Puccio of Movie Metropolis called the film "humorous and touching" and "uplifting as well": "The Frisco Kid is not a great film; it's not even a very good film by the best filmmaking standards; but it's such a sweet and gentle film, it's hard not to like... The film moseys along at a leisurely pace, and the director has a little difficulty finding the right comedic tone between dry, subtle farce and outright slapstick; yet it manages to find a soft spot in the heart for every scene, so maybe 'heartwarming' is what Aldrich had in mind, in which case he couldn't have done better."

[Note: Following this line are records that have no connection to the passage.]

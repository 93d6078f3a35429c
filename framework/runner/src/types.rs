/// Recommended error type for a benchmark `main` function. Compatible with everything the runner
/// returns so that `?` can be used throughout.
pub type BenchResult<T> = anyhow::Result<T>;
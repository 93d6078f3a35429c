use serde::{Deserialize, Serialize};
use std::collections::BTreeMap;

/// One recorded page latency.
#[derive(Debug, Clone, Copy, PartialEq, Eq, Serialize, Deserialize)]
pub struct Sample {
    /// 1-based page index
    pub page: u64,
    pub response_time_ms: u64,
}

impl Sample {
    pub fn new(page: u64, response_time_ms: u64) -> Self {
        Self {
            page,
            response_time_ms,
        }
    }
}

/// The latency samples of one scenario, in the order they were recorded.
///
/// Page indices are strictly increasing. [MetricSeries::push] enforces this for series built
/// during a run; series read back from a snapshot are taken as written.
#[derive(Debug, Clone, Default, PartialEq, Serialize, Deserialize)]
#[serde(transparent)]
pub struct MetricSeries(Vec<Sample>);

#[derive(Debug, thiserror::Error, PartialEq)]
#[error("Page {page} does not follow the last recorded page {last}")]
pub struct NonIncreasingPageError {
    pub last: u64,
    pub page: u64,
}

impl MetricSeries {
    pub fn new() -> Self {
        Self::default()
    }

    pub fn push(&mut self, sample: Sample) -> Result<(), NonIncreasingPageError> {
        if let Some(last) = self.0.last() {
            if sample.page <= last.page {
                return Err(NonIncreasingPageError {
                    last: last.page,
                    page: sample.page,
                });
            }
        }
        self.0.push(sample);
        Ok(())
    }

    pub fn samples(&self) -> &[Sample] {
        &self.0
    }

    pub fn len(&self) -> usize {
        self.0.len()
    }

    pub fn is_empty(&self) -> bool {
        self.0.is_empty()
    }
}

impl From<Vec<Sample>> for MetricSeries {
    fn from(samples: Vec<Sample>) -> Self {
        Self(samples)
    }
}

/// Scenario label to series, the content of one snapshot.
pub type SeriesMap = BTreeMap<String, MetricSeries>;

#[cfg(test)]
mod tests {
    use super::*;

    #[test]
    fn push_rejects_repeated_or_earlier_pages() {
        let mut series = MetricSeries::new();
        series.push(Sample::new(1, 12)).unwrap();
        series.push(Sample::new(5, 10)).unwrap();

        assert_eq!(
            series.push(Sample::new(5, 10)),
            Err(NonIncreasingPageError { last: 5, page: 5 })
        );
        assert!(series.push(Sample::new(2, 10)).is_err());
        assert_eq!(series.len(), 2);
        assert_eq!(series.samples().last(), Some(&Sample::new(5, 10)));
    }

    #[test]
    fn serializes_as_plain_list() {
        let series = MetricSeries::from(vec![Sample::new(1, 4), Sample::new(2, 7)]);
        assert_eq!(
            serde_json::to_string(&series).unwrap(),
            r#"[{"page":1,"response_time_ms":4},{"page":2,"response_time_ms":7}]"#
        );
    }
}
use serde::{Deserialize, Serialize};
use std::io::{BufRead, Write};
use std::path::Path;

/// How a scenario's walk ended.
#[derive(Debug, Clone, Copy, PartialEq, Eq, Serialize, Deserialize)]
#[serde(rename_all = "snake_case")]
pub enum ScenarioOutcome {
    /// The walk reached the end of the result set.
    Completed,
    /// A page request failed part way through. Samples up to the failure were kept.
    Failed,
    /// The count request failed so no pages were requested.
    Skipped,
    /// The run was stopped before or during this scenario.
    Interrupted,
}

/// Per-scenario line of a [RunSummary].
#[derive(Debug, Clone, PartialEq, Serialize, Deserialize)]
pub struct ScenarioSummary {
    /// The scenario's display label, which is also its snapshot key
    pub label: String,
    pub outcome: ScenarioOutcome,
    /// Total pages as reported by the count endpoint, if it was reached
    pub total_pages: Option<u64>,
    pub pages_visited: u64,
    pub samples_recorded: usize,
}

/// Summary of a benchmark run
#[derive(Debug, Clone, PartialEq, Serialize, Deserialize)]
pub struct RunSummary {
    /// The unique run id
    ///
    /// Chosen by the runner. Unique for each run.
    pub run_id: String,
    /// The time the run started
    ///
    /// This is a Unix timestamp in seconds.
    pub started_at: i64,
    /// The number of rows in the service's dataset, as given to the runner
    pub dataset_size: u64,
    /// The label the run's series were stored under
    pub dataset_label: String,
    /// Base URL of the products endpoint
    pub base_url: String,
    /// One entry per scenario that the run attempted, in catalog order
    pub scenarios: Vec<ScenarioSummary>,
    /// The version of the runner that produced this summary
    pub version: String,
}

impl RunSummary {
    pub fn new(
        run_id: String,
        started_at: i64,
        dataset_size: u64,
        dataset_label: String,
        base_url: String,
        version: String,
    ) -> Self {
        Self {
            run_id,
            started_at,
            dataset_size,
            dataset_label,
            base_url,
            scenarios: Vec::new(),
            version,
        }
    }

    pub fn add_scenario(&mut self, scenario: ScenarioSummary) {
        self.scenarios.push(scenario);
    }

    pub fn count_outcome(&self, outcome: ScenarioOutcome) -> usize {
        self.scenarios
            .iter()
            .filter(|scenario| scenario.outcome == outcome)
            .count()
    }
}

/// Append the run summary to a file
///
/// The summary will be serialized to JSON and output as a single line followed by a newline. The
/// recommended file extension is `.jsonl`.
pub fn append_run_summary(run_summary: &RunSummary, path: &Path) -> anyhow::Result<()> {
    let mut file = std::fs::OpenOptions::new()
        .append(true)
        .create(true)
        .open(path)?;
    store_run_summary(run_summary, &mut file)?;
    file.write_all(b"\n")?;
    Ok(())
}

/// Serialize the run summary to a writer
pub fn store_run_summary<W: Write>(run_summary: &RunSummary, writer: &mut W) -> anyhow::Result<()> {
    serde_json::to_writer(writer, run_summary)?;
    Ok(())
}

/// Load run summaries from a file
///
/// The file should contain one JSON object per line. This is the format produced by
/// [append_run_summary].
pub fn load_summary_runs(path: &Path) -> anyhow::Result<Vec<RunSummary>> {
    let file = std::fs::File::open(path)?;
    let reader = std::io::BufReader::new(file);
    let mut runs = Vec::new();
    for line in reader.lines() {
        let line = line?;
        if line.trim().is_empty() {
            continue;
        }
        runs.push(serde_json::from_str(&line)?);
    }
    Ok(runs)
}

Wilder's performance was widely praised. Ebert wrote, "What's poignant about the film is that Wilder's performance is such a nice one. He's likable, plucky, versatile. He is, in fact, as good an actor here as he's ever been before, and at his own brand of complex vulnerability Gene Wilder has never been surpassed." Hanke said, "But the main interest in the film is probably Gene Wilder's performance, which is interesting simply because it's one of the few times that Wilder played a character that wasn't essentially Gene Wilder. And, lo and behold, he does a perfectly credible job of being someone else — or at least someone else who isn't Willy Wonka." Film scholar Stuart Galbraith IV declares that Wilder gives "one of his very best performances" and calls his character "incredibly endearing": "The Frisco Kid is a real surprise, offering as it does one of Gene Wilder's best characterizations in a film that's alternately funny and sweetly touching, this despite Robert Aldrich's generally indelicate direction." Puccio wrote, "Nobody does nice like Gene Wilder... Nor have many actors been so willing to celebrate their culture and religious convictions as Wilder does here, perhaps also a trait he picked up from [Mel] Brooks."